Baker insists (in a later-posted update in response to some comments) that mere speculation or insinuation is enough. And it's not. Not for public figures. If the blogger Baker is so incensed with had said "Raul Ibanez is on steroids," period, and done so in a way that led you to believe he knew what he was talking about, that would be a different matter (assuming it's provably false and the blogger has no particular reason to believe it might be true). Or if Ibanez were not a public figure, the bar would be much lower (tellingly, Baker doesn't use the phrase "public figure" anywhere in his "primer").
But the post in question did involve a public figure and overtly put itself out as pure speculation, pointing to a number of signs that could be taken as support for the idea that Ibanez might be using PEDs. I have a hard time believing that that would qualify as defamation in a free-speech-respectin' country like Canada, but I'm absolutely positive that it would get laughed out of any court in our own country. For Baker to suggest that there are real worries for bloggers in cases like these is either intentionally misleading or shows an alarming level of incompetence in an area that's pretty vital to his own field of alleged expertise.
Of course, you "can be sued" over everything, however baseless. Celebrities love to file defamation suits, almost literally all of them baseless, as a way to rehabilitate their image (Clemens wouldn't sue over it if it were true, right?!) and in the hopes of scaring the defendant into a quick settlement (retraction and apology). You'd win the suit easily, and you'd have a good case for sanctions against the celeb (recoupment of your attorney's fees), but the risk, however slight, is so costly that they can usually bully you out of taking it. So if the fear is that you'd be sued, then yeah, it's a real fear. If the fear is that you're actually running afoul of the law, that's ludicrous. The athlete almost definitely makes more money than you, and uses it to bully you out of your right to free speech. It's sad, but true. So in most practical ways, Baker was right; he was just kind of disingenuous in going about it.
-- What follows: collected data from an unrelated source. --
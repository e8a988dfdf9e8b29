//! Traffic Bot Entry Point

use traffic_bot::actions::UserActions;
use traffic_bot::registry::EndpointRegistry;
use traffic_bot::shutdown::ShutdownSignal;
use traffic_bot::simulator::TrafficSimulator;
use traffic_bot::{config, logging};
use traffic_bot_common::types::Service;
use tracing::info;

#[tokio::main]
async fn main() {
    logging::init().expect("failed to initialize logging");

    info!("Traffic Bot v{}", env!("CARGO_PKG_VERSION"));

    // シミュレーター設定（不正な境界値は起動時に弾く）
    let simulator_config = match config::simulator_config_from_env() {
        Ok(config) => config,
        Err(e) => {
            eprintln!("Error: {}", e);
            std::process::exit(1);
        }
    };

    // エンドポイントレジストリを初期化（以後不変）
    let registry = EndpointRegistry::from_env();
    info!(
        user_service = registry.base_url(Service::User),
        "Endpoint registry initialized"
    );

    let actions = match UserActions::new(registry.base_url(Service::User)) {
        Ok(actions) => actions,
        Err(e) => {
            eprintln!("Error: {}", e);
            std::process::exit(1);
        }
    };

    let simulator = TrafficSimulator::new(actions, simulator_config);

    // Ctrl-Cで協調シャットダウン
    let shutdown = ShutdownSignal::new();
    let ctrl_c = shutdown.clone();
    tokio::spawn(async move {
        if tokio::signal::ctrl_c().await.is_ok() {
            info!("Received Ctrl-C, shutting down");
            ctrl_c.trigger();
        }
    });

    info!("Starting traffic bot...");
    simulator.run(shutdown).await;
}
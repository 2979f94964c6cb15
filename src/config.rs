//! Race configuration
//!
//! One `RaceConfig` is constructed per invocation from caller input and is
//! immutable thereafter. Every strategy constant of a race lives here as an
//! explicit field with a documented default; the engine loop never
//! hard-codes them.

use serde::Deserialize;

use crate::transaction::{Address, TransferRequest};
use crate::{Error, Result};

/// Fee mechanism selection.
#[derive(Debug, Clone, Copy, PartialEq, Eq, Deserialize)]
#[serde(rename_all = "snake_case")]
pub enum FeeMechanism {
    /// Per-operation fee equals the current network base fee.
    Automatic,

    /// Network base fee multiplied by a fixed headroom factor.
    HighSpeed,

    /// A caller-supplied total, ceiling-divided across all operations.
    CustomTotal,

    /// A caller-supplied total that grows by a fixed increment per attempt.
    CustomBumped,
}

/// What the schedule gate does when the race is requested ahead of the
/// acceptable pre-race window.
#[derive(Debug, Clone, Copy, PartialEq, Eq, Deserialize)]
#[serde(rename_all = "snake_case")]
pub enum GatePolicy {
    /// Suspend the caller until the window opens, then race. The default.
    Wait,

    /// Refuse immediately with the seconds remaining. For hosts with hard
    /// execution-time limits.
    FailFast,
}

/// Loop bound for the racing phase.
#[derive(Debug, Clone, Copy, PartialEq, Eq, Deserialize)]
#[serde(rename_all = "snake_case")]
pub enum RaceBound {
    /// Race until the wall-clock budget is spent. Preferred when ledger
    /// timing is uncertain.
    Duration {
        /// Budget in milliseconds.
        ms: u64,
    },

    /// Race for a fixed number of attempts. For pure reliability retries
    /// with no competitor.
    Attempts {
        /// Number of attempts.
        count: u32,
    },
}

/// The immutable input of one race.
#[derive(Clone, Deserialize)]
pub struct RaceConfig {
    /// Hex-encoded 32-byte signing seed of the claiming principal.
    pub sender_secret: String,

    /// Optional fee-paying principal. When present, the transaction is
    /// fee-sourced from this account and co-signed by it.
    #[serde(default)]
    pub sponsor_secret: Option<String>,

    /// Identifier of the time-locked balance to claim.
    pub balance_id: String,

    /// Hex address the claimed amount is forwarded to.
    #[serde(default)]
    pub recipient: Option<String>,

    /// Amount forwarded per transfer operation. Must be positive.
    pub amount: i64,

    /// Number of claim+transfer operation pairs per attempt.
    #[serde(default = "default_records_per_attempt")]
    pub records_per_attempt: u32,

    /// Release the sponsorship entry for the sender's account in the same
    /// transaction.
    #[serde(default)]
    pub revoke_sponsorship: bool,

    /// Target unlock instant, epoch seconds.
    pub unlock_at: u64,

    /// Fee mechanism.
    #[serde(default = "default_fee_mechanism")]
    pub fee_mechanism: FeeMechanism,

    /// Total fee for the custom mechanisms. Must be positive when one of
    /// them is selected.
    #[serde(default)]
    pub custom_fee_total: Option<u64>,

    /// Per-attempt increment for `CustomBumped`.
    #[serde(default = "default_fee_bump_increment")]
    pub fee_bump_increment: u64,

    /// How far ahead of the unlock instant the race should begin. May be
    /// zero or negative.
    #[serde(default)]
    pub early_start_offset_ms: i64,

    /// Gate behavior when the request arrives early.
    #[serde(default = "default_gate_policy")]
    pub gate_policy: GatePolicy,

    /// Tolerance within which the gate releases without suspending.
    #[serde(default = "default_race_start_window_ms")]
    pub race_start_window_ms: u64,

    /// Loop bound for the racing phase.
    #[serde(default = "default_bound")]
    pub bound: RaceBound,

    /// Delay between attempts, milliseconds.
    #[serde(default = "default_attempt_delay_ms")]
    pub attempt_delay_ms: u64,

    /// Length of the transaction validity window past the unlock instant.
    #[serde(default = "default_validity_window_secs")]
    pub validity_window_secs: u64,

    /// Submit without awaiting confirmation. Sacrifices definite outcome
    /// reporting: the terminal result is always `Unconfirmed`.
    #[serde(default)]
    pub fire_and_forget: bool,
}

impl RaceConfig {
    /// Checks that run before any network call.
    pub fn validate(&self) -> Result<()> {
        if self.records_per_attempt < 1 {
            return Err(Error::InvalidConfiguration(
                "records_per_attempt must be at least 1".to_string(),
            ));
        }

        match self.fee_mechanism {
            FeeMechanism::CustomTotal | FeeMechanism::CustomBumped => match self.custom_fee_total {
                Some(total) if total > 0 => {}
                _ => {
                    return Err(Error::InvalidConfiguration(
                        "custom fee mechanism requires a positive custom_fee_total".to_string(),
                    ))
                }
            },
            FeeMechanism::Automatic | FeeMechanism::HighSpeed => {}
        }

        match self.bound {
            RaceBound::Duration { ms: 0 } => {
                return Err(Error::InvalidConfiguration(
                    "race duration must be positive".to_string(),
                ))
            }
            RaceBound::Attempts { count: 0 } => {
                return Err(Error::InvalidConfiguration(
                    "attempt count must be at least 1".to_string(),
                ))
            }
            _ => {}
        }

        if self.validity_window_secs == 0 {
            return Err(Error::InvalidConfiguration(
                "validity_window_secs must be positive".to_string(),
            ));
        }

        Ok(())
    }

    /// The transfer this race submits on every attempt.
    pub fn transfer_request(&self) -> Result<TransferRequest> {
        let recipient = match &self.recipient {
            Some(hex) => Some(Address::from_hex(hex)?),
            None => None,
        };

        Ok(TransferRequest {
            balance_id: self.balance_id.clone(),
            recipient,
            amount: self.amount,
            records_per_attempt: self.records_per_attempt,
            revoke_sponsorship: self.revoke_sponsorship,
        })
    }
}

impl std::fmt::Debug for RaceConfig {
    // Signing seeds stay out of logs.
    fn fmt(&self, f: &mut std::fmt::Formatter<'_>) -> std::fmt::Result {
        f.debug_struct("RaceConfig")
            .field("balance_id", &self.balance_id)
            .field("recipient", &self.recipient)
            .field("amount", &self.amount)
            .field("records_per_attempt", &self.records_per_attempt)
            .field("sponsored", &self.sponsor_secret.is_some())
            .field("revoke_sponsorship", &self.revoke_sponsorship)
            .field("unlock_at", &self.unlock_at)
            .field("fee_mechanism", &self.fee_mechanism)
            .field("custom_fee_total", &self.custom_fee_total)
            .field("fee_bump_increment", &self.fee_bump_increment)
            .field("early_start_offset_ms", &self.early_start_offset_ms)
            .field("gate_policy", &self.gate_policy)
            .field("race_start_window_ms", &self.race_start_window_ms)
            .field("bound", &self.bound)
            .field("attempt_delay_ms", &self.attempt_delay_ms)
            .field("validity_window_secs", &self.validity_window_secs)
            .field("fire_and_forget", &self.fire_and_forget)
            .finish()
    }
}

// --- Default value functions for serde ---

fn default_records_per_attempt() -> u32 {
    1
}
fn default_fee_mechanism() -> FeeMechanism {
    FeeMechanism::Automatic
}
fn default_fee_bump_increment() -> u64 {
    100
}
fn default_gate_policy() -> GatePolicy {
    GatePolicy::Wait
}
fn default_race_start_window_ms() -> u64 {
    5000
}
fn default_bound() -> RaceBound {
    RaceBound::Duration { ms: 6000 }
}
fn default_attempt_delay_ms() -> u64 {
    250
}
fn default_validity_window_secs() -> u64 {
    90
}
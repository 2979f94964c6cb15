//! Error types for the submission race engine

use thiserror::Error;

/// Engine error type
#[derive(Error, Debug, Clone)]
pub enum Error {
    /// Required configuration is missing or malformed
    #[error("Invalid configuration: {0}")]
    InvalidConfiguration(String),

    /// The signing secret could not be parsed into a keypair
    #[error("Invalid secret: {0}")]
    InvalidSecret(String),

    /// Transfer amount must be positive
    #[error("Invalid amount: {0}")]
    InvalidAmount(i64),

    /// No recipient was supplied for the transfer operations
    #[error("Missing recipient")]
    MissingRecipient,

    /// The race was requested before an acceptable pre-race window
    #[error("Too early: {seconds_remaining}s until the unlock instant")]
    TooEarly {
        /// Seconds between now and the unlock instant
        seconds_remaining: u64,
    },

    /// Structured ledger rejection that cannot be retried
    #[error("Ledger rejected transaction: {code} (operations: {operations:?})")]
    Ledger {
        /// Transaction-level result code
        code: String,
        /// Per-operation result codes, when the ledger reports them
        operations: Vec<String>,
    },

    /// Transport-level failure talking to the ledger network
    #[error("Transport error: {0}")]
    Transport(String),

    /// Internal error
    #[error("Internal error: {0}")]
    Internal(String),
}

/// Result type alias
pub type Result<T> = std::result::Result<T, Error>;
Now, let me be clear: I hate reading, writing, and especially speculating about PED use. You'll never see that here. The post in question was ill-advised and horribly written. But under our Constitution and NYT v. Sullivan, the blogger absolutely had a right to write it. It's very wrong to spread lies and baseless rumors, but to speculate about a public figure using publicly available information is pretty comfortably in the heart of our free speech zone. To suggest otherwise is irresponsible. I get the sense that Baker and a lot of other professional journalists consider amateur bloggers to have invaded their own private realm, and that posts like these are the equivalent of them attempting to brush an annoying gnat off their shoulders. Well...join the current century, guys.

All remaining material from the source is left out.